メリッサを助っ人として呼んだのはやっぱり母上は心配してんだな。治癒士の方はよく分からないけど。
「メリッサの方は皆はわかると思いますがここにいる治癒士は魔神教の新たなる若き賢者にして治癒士 リーネ・ラピス・アヴァルシアです。そなたらには治癒士が足らぬであろうから治癒院より呼んだのじゃ」
「リ、リーネ・ラピス・アヴァルシアで、です。よろしくお願いします」
リーネの声は震えていた。彼女はかなり緊張している。突然、皇后に呼び出されて皇子のパーティにぶち込まれてラスボスと戦うから緊張するのは無理はない。

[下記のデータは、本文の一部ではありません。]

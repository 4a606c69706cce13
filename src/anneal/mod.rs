//! Annealing-style stochastic search.
//!
//! Approximates an energy-minimization process: each trial perturbs the
//! noiseless optimum `-(nodes * density)` by uniform noise scaled with a
//! linearly decaying temperature, and the lowest trial wins. Improving
//! trials resample a vector of phase angles in `[0, 2π)`.
//!
//! # References
//!
//! - Kirkpatrick, Gelatt & Vecchi (1983), "Optimization by Simulated Annealing"

mod backend;
mod config;
mod runner;

pub use backend::AnnealingBackend;
pub use config::AnnealConfig;
pub use runner::{cooling_factor, AnnealProblem, AnnealResult, AnnealRunner};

「リーネ、俺はアンリマン・デモス=ドラグ・ドラガルフォンだ。メリッサは一緒に来たから分かるよな。
この銀髪金銀妖眼ヘテクロミアのお姉さんがユノア、紫ウェーブロングのお姉さんはアリサ、紅いポニーテールで灼眼のお姉さんがカガリだ。みんな優しいから安心してくれ!」
一通りチームメンバーの紹介をリーネにすませた。
チームの女子達は
「ユノアです、よろしくお願いしますリーネさん!」
「リーネちゃんっていうんダネ‼️元気カナ⁉️今度オジサンと遊ばナイ❓ちな、どこ住み??ヌヘヘww」
「私はカガリだ。剣士をしている、戦いは任せてくれ」
「改めましてメリッサです。あそこの変態女の姉と殿下の守役を務めています。アリサあなたは前衛確定です」
そんなぁ!!!とアリサの嘆きの叫びが聞こえたが流石に魔界でオジサン構文は転生者の俺からしてもキモイし引く。てか、魔界にもオジサン構文があるんだな。転生者でも来て教えたのか?この闘いが終わったら調べるか。
「それでは助っ人も揃い準備が整ったようですので鍵を開けますね」
ドロテーアは宝物庫の鍵を開ける。鍵を入れると同時に扉が開かれた。扉の先は漆黒の闇、まさに深淵だ。
「アンリ、武運を祈ります」
「ありがとうございます、母上では行ってきます!」
俺たち6人のパーティは宝物庫の中へと進んで行った。